Now to the question. As above, if your’re dividing your track into segments to isolate a potential problem for ease of trouble shooting you’ll need gaps. If you’re adding feeders for electrical continuity you won’t. My system is to solder every other rail joiner to it’s adjacent rails and a feeder to the rail joiner. Alternate joints are left with just a friction fit rail joiner and a SMALL gap to provide for expansion. This makes my smallest electrical track section 6’ long w/each one connected to the block feeder (12 guage) by a 22 guage track feeder. For control blocks (I’m “old style” DC) I gap one rail and use the other as a common w/ feeders as above. Bullet proof!

Not a stupid question, actually a pretty good one. A stupid question is “which DCC system should I buy”. No need to isolate every section of track.

i too put a feeder on EVERY piece of track even if only 4" long…this will ensure that every rail is powered and not hoping that power is fed thru the fishplates… i am building a new layout with DCC and will have the track isolated for each section… i will not use switches to isolate i will use terminal boxes with crimped connectors… this will aid with fault finding…peter

Electro, I believe that you have already studied Joe’s method of minimizing the deleterious effects of shorts on layouts that run large numbers of sound-equipped locos on them concurrently. If so, then you know that gapping IS important, as is the rather elegant and simple light bulb buffer. If not, then please find the item in one of the early pages of his Clinic on DCC and make up your mind to build that protection into your layout. It is too simple, cheap, and effective to NOT do it, especially if you want trouble-free ops with four or more QSI locos on it.

You must love soldering, I think that would be overkill, then again DCC sounds like it needs perfect connections.

Short answer - NO. Uncut the electricity can get to the train in multiple ways.

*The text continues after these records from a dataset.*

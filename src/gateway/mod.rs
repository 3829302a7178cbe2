//! Market-data gateway contract.
//!
//! The Token Engine and Wallet Intelligence consume external market data
//! exclusively through [`MarketGateway`], so the HTTP client and test
//! doubles are interchangeable. Every method returns a strongly-typed
//! response or a typed [`OracleError`]; gateway failures surface to the
//! caller instead of degrading silently.

pub mod http;

pub use http::HttpGateway;

use async_trait::async_trait;
use chrono::{DateTime, Utc};
use serde::{Deserialize, Serialize};

use crate::error::OracleError;
use crate::types::TradeAction;

/// Token identity and social metadata.
#[derive(Debug, Clone, Default, Serialize, Deserialize)]
pub struct TokenInfo {
    pub address: String,
    pub symbol: String,
    pub name: String,
    pub total_supply: i64,
    pub holder_count: i64,
    #[serde(default)]
    pub logo: String,
    #[serde(default)]
    pub twitter: String,
    #[serde(default)]
    pub website: String,
    #[serde(default)]
    pub telegram: String,
    #[serde(default)]
    pub created_timestamp: Option<i64>,
}

/// Rolling market statistics for a token.
#[derive(Debug, Clone, Default, Serialize, Deserialize)]
pub struct TokenStats {
    pub holder_count: i64,
    pub volume_1h: f64,
    pub volume_24h: f64,
    pub price: f64,
    pub market_cap: f64,
    pub price_change_1h: f64,
    pub buy_count_1h: i64,
    pub sell_count_1h: i64,
}

/// Spot price view.
#[derive(Debug, Clone, Default, Serialize, Deserialize)]
pub struct TokenPriceInfo {
    pub price: f64,
    pub change_1h: f64,
    pub change_24h: f64,
}

/// One raw trade from the gateway.
#[derive(Debug, Clone, Serialize, Deserialize)]
pub struct TradeRecord {
    pub tx_hash: String,
    pub block_number: u64,
    pub wallet_address: String,
    pub trade_type: TradeAction,
    pub amount: f64,
    pub price: f64,
    pub timestamp: DateTime<Utc>,
}

impl TradeRecord {
    pub fn total_value(&self) -> f64 {
        self.amount * self.price
    }
}

/// Aggregated activity of one trader on one token.
#[derive(Debug, Clone, Default, Serialize, Deserialize)]
pub struct TraderActivity {
    pub address: String,
    pub buy_volume: f64,
    pub sell_volume: f64,
    /// True per-side counts when the gateway provides them, else zero.
    #[serde(default)]
    pub buy_count: i64,
    #[serde(default)]
    pub sell_count: i64,
    pub trade_count: i64,
    #[serde(default)]
    pub first_trade: Option<DateTime<Utc>>,
    #[serde(default)]
    pub last_trade: Option<DateTime<Utc>>,
    #[serde(default)]
    pub tags: Vec<String>,
}

/// Holder concentration summary.
#[derive(Debug, Clone, Default, Serialize, Deserialize)]
pub struct TokenHolderStat {
    pub holder_count: i64,
    pub top10_ratio: f64,
    pub avg_hold_time_hours: f64,
}

/// Wallet-tag histogram over a token's population.
#[derive(Debug, Clone, Default, Serialize, Deserialize)]
pub struct TokenWalletTagsStat {
    pub distributions: Vec<TagDistribution>,
}

#[derive(Debug, Clone, Default, Serialize, Deserialize)]
pub struct TagDistribution {
    pub tag: String,
    pub count: usize,
}

/// Wallet identity plus gateway-assigned tags.
#[derive(Debug, Clone, Default, Serialize, Deserialize)]
pub struct WalletInfo {
    pub address: String,
    #[serde(default)]
    pub tags: Vec<String>,
}

/// One token held by a wallet.
#[derive(Debug, Clone, Default, Serialize, Deserialize)]
pub struct WalletHoldingInfo {
    pub token_address: String,
    pub token_symbol: String,
    pub amount: f64,
    pub usd_value: f64,
    pub price: f64,
}

/// Aggregate trading statistics for a wallet over a period.
#[derive(Debug, Clone, Default, Serialize, Deserialize)]
pub struct WalletStat {
    pub total_trades: i64,
    pub winning_trades: i64,
    pub total_profit: f64,
    /// Share of trades landing within seconds of a token launch.
    #[serde(default)]
    pub fast_tx_ratio: f64,
}

/// Trending discovery entry.
#[derive(Debug, Clone, Default, Serialize, Deserialize)]
pub struct TrendingToken {
    pub address: String,
    pub symbol: String,
    pub volume_24h: f64,
    pub price_change_24h: f64,
}

/// Outbound market-data interface.
#[async_trait]
pub trait MarketGateway: Send + Sync {
    async fn token_info(&self, token: &str) -> Result<TokenInfo, OracleError>;
    async fn token_stats(&self, token: &str) -> Result<TokenStats, OracleError>;
    async fn token_trades(&self, token: &str, limit: usize)
        -> Result<Vec<TradeRecord>, OracleError>;
    async fn token_price(&self, token: &str) -> Result<TokenPriceInfo, OracleError>;
    async fn wallet_token_trades(
        &self,
        wallet: &str,
        token: &str,
        limit: usize,
    ) -> Result<Vec<TradeRecord>, OracleError>;
    async fn all_token_traders(&self, token: &str) -> Result<Vec<TraderActivity>, OracleError>;
    async fn token_holder_stat(&self, token: &str) -> Result<TokenHolderStat, OracleError>;
    async fn token_wallet_tags_stat(
        &self,
        token: &str,
    ) -> Result<TokenWalletTagsStat, OracleError>;
    async fn wallet_info(&self, wallet: &str) -> Result<WalletInfo, OracleError>;
    async fn all_wallet_holdings(
        &self,
        wallet: &str,
    ) -> Result<Vec<WalletHoldingInfo>, OracleError>;
    async fn wallet_stat(&self, wallet: &str, period: &str) -> Result<WalletStat, OracleError>;
    async fn trending(&self, timeframe: &str) -> Result<Vec<TrendingToken>, OracleError>;
    async fn completed_coins(&self, limit: usize) -> Result<Vec<TokenInfo>, OracleError>;
}
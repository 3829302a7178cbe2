//! Price and volume movement monitor.
//!
//! A cooperative loop: every interval, each watched token's fresh metrics
//! are compared against the previous stored snapshot; relative moves past
//! the thresholds publish `price_change` / `volume_spike` events. The
//! snapshot is replaced after comparison. Metrics are fetched before any
//! lock is taken; the snapshot map sees only this loop as a writer.

use std::time::Duration;
use tracing::{debug, info, warn};

use super::TokenEngine;

impl TokenEngine {
    /// Run the movement monitor until shutdown.
    pub(crate) async fn price_monitor_loop(&self, interval: Duration) {
        loop {
            tokio::select! {
                _ = self.shutdown.cancelled() => {
                    info!("price monitor stopping");
                    return;
                }
                _ = tokio::time::sleep(interval) => {
                    self.check_price_movements().await;
                }
            }
        }
    }

    /// One monitoring pass over the watched set. The loop calls this on
    /// every tick; it is also directly invocable for on-demand checks.
    pub async fn check_price_movements(&self) {
        let watched: Vec<String> = self.watched.read().await.iter().cloned().collect();
        if watched.is_empty() {
            return;
        }
        debug!(tokens = watched.len(), "checking price movements");

        for token in watched {
            let current = match self.get_token_metrics(&token).await {
                Ok(metrics) => metrics,
                Err(e) => {
                    warn!(token = %token, error = %e, "metrics fetch failed");
                    continue;
                }
            };

            let previous = {
                let snapshots = self.snapshots.read().await;
                snapshots.get(&token).cloned()
            };
            let previous = match previous {
                Some(snapshot) => Some(snapshot),
                None => self.store.token_last_snapshot(&token).await.ok().flatten(),
            };

            // No baseline: zero changes, no events, just seed the snapshot.
            if let Some(previous) = previous {
                if previous.price > 0.0 {
                    let change = (current.price - previous.price) / previous.price;
                    if change.abs() >= self.config.price_change_threshold {
                        info!(token = %token, change, "price movement detected");
                        let event = self.price_change_event(&token, &previous, &current, change);
                        self.pipeline
                            .publish_best_effort(&self.streams.token_events, event)
                            .await;
                    }
                }

                if previous.volume_24h > 0.0 {
                    let change =
                        (current.volume_24h - previous.volume_24h) / previous.volume_24h;
                    if change >= self.config.volume_change_threshold {
                        info!(token = %token, change, "volume spike detected");
                        let event = self.volume_spike_event(&token, &current, change);
                        self.pipeline
                            .publish_best_effort(&self.streams.token_events, event)
                            .await;
                    }
                }
            }

            self.snapshots
                .write()
                .await
                .insert(token.clone(), current.clone());
            if let Err(e) = self.store.save_token_metrics(&current).await {
                warn!(token = %token, error = %e, "snapshot persistence failed");
            }
        }
    }
}
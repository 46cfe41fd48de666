//! Fixed demo data substituted whenever a live request fails.
//! Timestamps are relative to the moment the fixture is built.

use crate::types::{ForecastDay, WeatherReport, WeatherSnapshot};

/// City name used when a coordinate lookup falls back
pub const DEMO_CITY: &str = "Demo City";

const DAY_SECS: i64 = 86_400;
const SIX_HOURS_SECS: i64 = 21_600;

/// Demo current conditions (San Francisco, partly cloudy).
pub fn snapshot(now: i64) -> WeatherSnapshot {
    WeatherSnapshot {
        city: "San Francisco".to_string(),
        country: "US".to_string(),
        temperature: 18,
        feels_like: 16,
        condition: "Clouds".to_string(),
        description: "Partly cloudy".to_string(),
        humidity: 72,
        wind_speed: 12,
        icon: "03d".to_string(),
        sunrise: now - SIX_HOURS_SECS,
        sunset: now + SIX_HOURS_SECS,
        utc_offset: -28_800,
        observed_at: now,
    }
}

/// Five demo days starting tomorrow.
pub fn forecast(now: i64) -> Vec<ForecastDay> {
    const DAYS: [(i32, i32, &str, &str); 5] = [
        (14, 20, "Clear", "01d"),
        (15, 22, "Clouds", "02d"),
        (13, 19, "Rain", "10d"),
        (12, 18, "Rain", "09d"),
        (14, 21, "Clear", "01d"),
    ];

    DAYS.iter()
        .zip(1..)
        .map(|(&(temp_min, temp_max, condition, icon), offset)| ForecastDay {
            date: now + offset * DAY_SECS,
            temp_min,
            temp_max,
            condition: condition.to_string(),
            icon: icon.to_string(),
        })
        .collect()
}

/// Demo report with the city field replaced.
pub fn report_for(city: &str, now: i64) -> WeatherReport {
    let mut snapshot = snapshot(now);
    snapshot.city = city.to_string();
    WeatherReport {
        snapshot,
        forecast: forecast(now),
    }
}
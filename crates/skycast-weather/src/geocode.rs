//! Forward geocoding: convert a free-text city name into coordinates.
//! Uses the OpenWeatherMap direct geocoding endpoint.

use serde::Deserialize;

use crate::types::City;

pub(crate) const GEOCODE_PATH: &str = "/geo/1.0/direct";

/// Result cap for type-ahead suggestions
pub const SUGGESTION_LIMIT: usize = 5;

/// Queries shorter than this (in characters) never hit the network
pub const MIN_QUERY_CHARS: usize = 2;

/// One geocoding match
#[derive(Debug, Clone, Deserialize)]
pub(crate) struct GeocodeMatch {
    name: String,
    #[serde(default)]
    country: String,
    lat: f64,
    lon: f64,
}

impl From<GeocodeMatch> for City {
    fn from(m: GeocodeMatch) -> Self {
        City::new(m.name, m.country, m.lat, m.lon)
    }
}

/// Whether `query` is long enough to look up suggestions for.
pub fn is_searchable(query: &str) -> bool {
    query.chars().count() >= MIN_QUERY_CHARS
}

/// Placeholder suggestion offered when the geocoder cannot be reached,
/// so the search box still has something to select.
pub fn offline_suggestion(query: &str) -> City {
    City::new(query, "US", 37.77, -122.42)
}
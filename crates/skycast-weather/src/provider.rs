//! OpenWeatherMap client.
//!
//! Every public operation degrades silently: failures are logged and replaced
//! by demo data, and the returned [`Acquisition`] records which branch was taken.

use std::sync::Arc;
use std::time::Duration;

use reqwest::Client;
use serde::de::DeserializeOwned;
use serde::Deserialize;
use tracing::instrument;

use crate::demo;
use crate::forecast::{daily_forecast, round_half_up, wind_kmh, ForecastSlot};
use crate::geocode::{self, GeocodeMatch, GEOCODE_PATH, SUGGESTION_LIMIT};
use crate::types::{Acquisition, City, FallbackReason, ForecastDay, WeatherError, WeatherSnapshot};

pub const DEFAULT_BASE_URL: &str = "https://api.openweathermap.org";
pub const DEFAULT_API_KEY: &str = "demo";
const CURRENT_PATH: &str = "/data/2.5/weather";
const FORECAST_PATH: &str = "/data/2.5/forecast";
const DEFAULT_TIMEOUT_SECS: u64 = 10;
const USER_AGENT: &str = concat!("SkyCast/", env!("CARGO_PKG_VERSION"));

/// Connection settings for [`WeatherProvider`]
#[derive(Debug, Clone)]
pub struct ProviderSettings {
    pub base_url: String,
    pub api_key: String,
    pub timeout: Duration,
}

impl Default for ProviderSettings {
    fn default() -> Self {
        Self {
            base_url: DEFAULT_BASE_URL.to_string(),
            api_key: DEFAULT_API_KEY.to_string(),
            timeout: Duration::from_secs(DEFAULT_TIMEOUT_SECS),
        }
    }
}

#[derive(Debug, Deserialize)]
struct Condition {
    main: String,
    #[serde(default)]
    description: String,
    icon: String,
}

#[derive(Debug, Deserialize)]
struct CurrentResponse {
    name: String,
    sys: CurrentSys,
    main: CurrentMain,
    weather: Vec<Condition>,
    wind: Wind,
    #[serde(default)]
    timezone: i32,
    dt: i64,
}

#[derive(Debug, Deserialize)]
struct CurrentSys {
    #[serde(default)]
    country: String,
    sunrise: i64,
    sunset: i64,
}

#[derive(Debug, Deserialize)]
struct CurrentMain {
    temp: f64,
    feels_like: f64,
    humidity: u8,
}

#[derive(Debug, Deserialize)]
struct Wind {
    speed: f64,
}

#[derive(Debug, Deserialize)]
struct ForecastResponse {
    list: Vec<ForecastEntry>,
    #[serde(default)]
    city: Option<ForecastCity>,
}

#[derive(Debug, Deserialize)]
struct ForecastEntry {
    dt: i64,
    main: ForecastMain,
    weather: Vec<Condition>,
}

#[derive(Debug, Deserialize)]
struct ForecastMain {
    temp_min: f64,
    temp_max: f64,
}

#[derive(Debug, Deserialize)]
struct ForecastCity {
    #[serde(default)]
    timezone: i32,
}

impl TryFrom<CurrentResponse> for WeatherSnapshot {
    type Error = WeatherError;

    fn try_from(body: CurrentResponse) -> Result<Self, Self::Error> {
        let condition = body
            .weather
            .into_iter()
            .next()
            .ok_or_else(|| WeatherError::Parse("current conditions without weather entry".into()))?;

        Ok(WeatherSnapshot {
            city: body.name,
            country: body.sys.country,
            temperature: round_half_up(body.main.temp),
            feels_like: round_half_up(body.main.feels_like),
            condition: condition.main,
            description: condition.description,
            humidity: body.main.humidity,
            wind_speed: wind_kmh(body.wind.speed),
            icon: condition.icon,
            sunrise: body.sys.sunrise,
            sunset: body.sys.sunset,
            utc_offset: body.timezone,
            observed_at: body.dt,
        })
    }
}

impl TryFrom<ForecastEntry> for ForecastSlot {
    type Error = WeatherError;

    fn try_from(entry: ForecastEntry) -> Result<Self, Self::Error> {
        let condition = entry
            .weather
            .into_iter()
            .next()
            .ok_or_else(|| WeatherError::Parse(format!("forecast slot {} without weather entry", entry.dt)))?;

        Ok(ForecastSlot {
            timestamp: entry.dt,
            temp_min: entry.main.temp_min,
            temp_max: entry.main.temp_max,
            condition: condition.main,
            icon: condition.icon,
        })
    }
}

#[derive(Debug, Clone)]
pub struct WeatherProvider {
    client: Arc<Client>,
    base_url: String,
    api_key: String,
}

impl WeatherProvider {
    /// # Errors
    /// The HTTP client could not be built (TLS backend unavailable).
    pub fn new(settings: ProviderSettings) -> Result<Self, reqwest::Error> {
        let client = Client::builder()
            .timeout(settings.timeout)
            .user_agent(USER_AGENT)
            .build()?;

        Ok(Self {
            client: Arc::new(client),
            base_url: settings.base_url.trim_end_matches('/').to_string(),
            api_key: settings.api_key,
        })
    }

    /// Current conditions plus daily forecast for a coordinate pair.
    ///
    /// A non-success forecast status keeps the live snapshot and leaves the
    /// forecast unset; any other failure replaces both with demo data.
    #[instrument(skip(self), level = "info")]
    pub async fn fetch_by_coordinates(&self, lat: f64, lon: f64) -> Acquisition {
        let snapshot = match self.current(lat, lon).await {
            Ok(s) => s,
            Err(e) => return demo_fallback(demo::DEMO_CITY, &e),
        };

        match self.forecast(lat, lon).await {
            Ok(days) => Acquisition::Live {
                snapshot,
                forecast: Some(days),
            },
            Err(WeatherError::Status(code)) => {
                tracing::debug!("Forecast returned status {}, keeping previous forecast", code);
                Acquisition::Live {
                    snapshot,
                    forecast: None,
                }
            }
            Err(e) => demo_fallback(demo::DEMO_CITY, &e),
        }
    }

    /// Resolve `name` to its first geocoding match, then fetch by coordinates.
    ///
    /// When the name cannot be resolved the demo snapshot is returned under
    /// the requested name and no forecast request is made.
    #[instrument(skip(self), level = "info")]
    pub async fn fetch_by_city_name(&self, name: &str) -> Acquisition {
        let first = match self.lookup_city(name).await {
            Ok(first) => first,
            Err(e) => return demo_fallback(name, &e),
        };

        match first {
            Some(city) => {
                tracing::debug!("Resolved {} to {}, {}", name, city.latitude, city.longitude);
                self.fetch_by_coordinates(city.latitude, city.longitude).await
            }
            None => demo_fallback(name, &WeatherError::CityNotFound(name.to_string())),
        }
    }

    /// First geocoding match for `name`, without any demo substitution.
    ///
    /// # Errors
    /// The geocoder could not be reached, answered with a non-success status,
    /// or returned a body that does not decode.
    #[instrument(skip(self), level = "debug")]
    pub async fn lookup_city(&self, name: &str) -> Result<Option<City>, WeatherError> {
        Ok(self.geocode(name, 1).await?.into_iter().next())
    }

    /// Up to five suggestions for a type-ahead query.
    ///
    /// Short queries and non-success statuses yield nothing; an unreachable
    /// or garbled geocoder yields a single placeholder named after `query`.
    #[instrument(skip(self), level = "debug")]
    pub async fn search_cities(&self, query: &str) -> Vec<City> {
        if !geocode::is_searchable(query) {
            return Vec::new();
        }

        match self.geocode(query, SUGGESTION_LIMIT).await {
            Ok(cities) => cities,
            Err(WeatherError::Status(code)) => {
                tracing::debug!("City search returned status {}", code);
                Vec::new()
            }
            Err(e) => {
                tracing::debug!("City search failed, offering placeholder: {}", e);
                vec![geocode::offline_suggestion(query)]
            }
        }
    }

    async fn current(&self, lat: f64, lon: f64) -> Result<WeatherSnapshot, WeatherError> {
        let body: CurrentResponse = self.get_json(CURRENT_PATH, &self.coordinate_query(lat, lon)).await?;
        WeatherSnapshot::try_from(body)
    }

    async fn forecast(&self, lat: f64, lon: f64) -> Result<Vec<ForecastDay>, WeatherError> {
        let body: ForecastResponse = self.get_json(FORECAST_PATH, &self.coordinate_query(lat, lon)).await?;
        let utc_offset = body.city.map(|c| c.timezone).unwrap_or(0);
        let slots = body
            .list
            .into_iter()
            .map(ForecastSlot::try_from)
            .collect::<Result<Vec<_>, _>>()?;
        Ok(daily_forecast(slots, utc_offset))
    }

    async fn geocode(&self, query: &str, limit: usize) -> Result<Vec<City>, WeatherError> {
        let params = [
            ("q", query.to_string()),
            ("limit", limit.to_string()),
            ("appid", self.api_key.clone()),
        ];
        let matches: Vec<GeocodeMatch> = self.get_json(GEOCODE_PATH, &params).await?;
        Ok(matches.into_iter().map(City::from).collect())
    }

    fn coordinate_query(&self, lat: f64, lon: f64) -> [(&'static str, String); 4] {
        [
            ("lat", lat.to_string()),
            ("lon", lon.to_string()),
            ("appid", self.api_key.clone()),
            ("units", "metric".to_string()),
        ]
    }

    async fn get_json<T: DeserializeOwned>(
        &self,
        path: &str,
        params: &[(&str, String)],
    ) -> Result<T, WeatherError> {
        let url = format!("{}{}", self.base_url, path);
        let response = self.client.get(&url).query(params).send().await?;

        let status = response.status();
        if !status.is_success() {
            return Err(WeatherError::Status(status.as_u16()));
        }

        let bytes = response.bytes().await?;
        serde_json::from_slice(&bytes).map_err(|e| WeatherError::Parse(format!("{}: {}", path, e)))
    }
}

fn demo_fallback(city: &str, error: &WeatherError) -> Acquisition {
    tracing::info!(
        "Using demo data for {} ({}). Add your OpenWeatherMap API key for live data",
        city,
        error
    );
    let now = chrono::Utc::now().timestamp();
    Acquisition::Fallback {
        report: demo::report_for(city, now),
        reason: FallbackReason::from(error),
    }
}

Don’t you know that the only stooopid question is the one I haven’t gotten around to asking yet! [D)]

Right now my layout is basicly a 4 X 10 oval with a few sidings coming off of it. I am running DC but wiring for DCC up until this weekend I only had the feeders on the first section connected to the power buss. The train ran fine but I could see a few small speed changes as it went around the loop. After I hooked all of the feeders to the buss the train runs as smooth and steady as I could want. Soldering and rail joiners work but adding feeders makes it work better even in DC.

In this case at least the experts were right.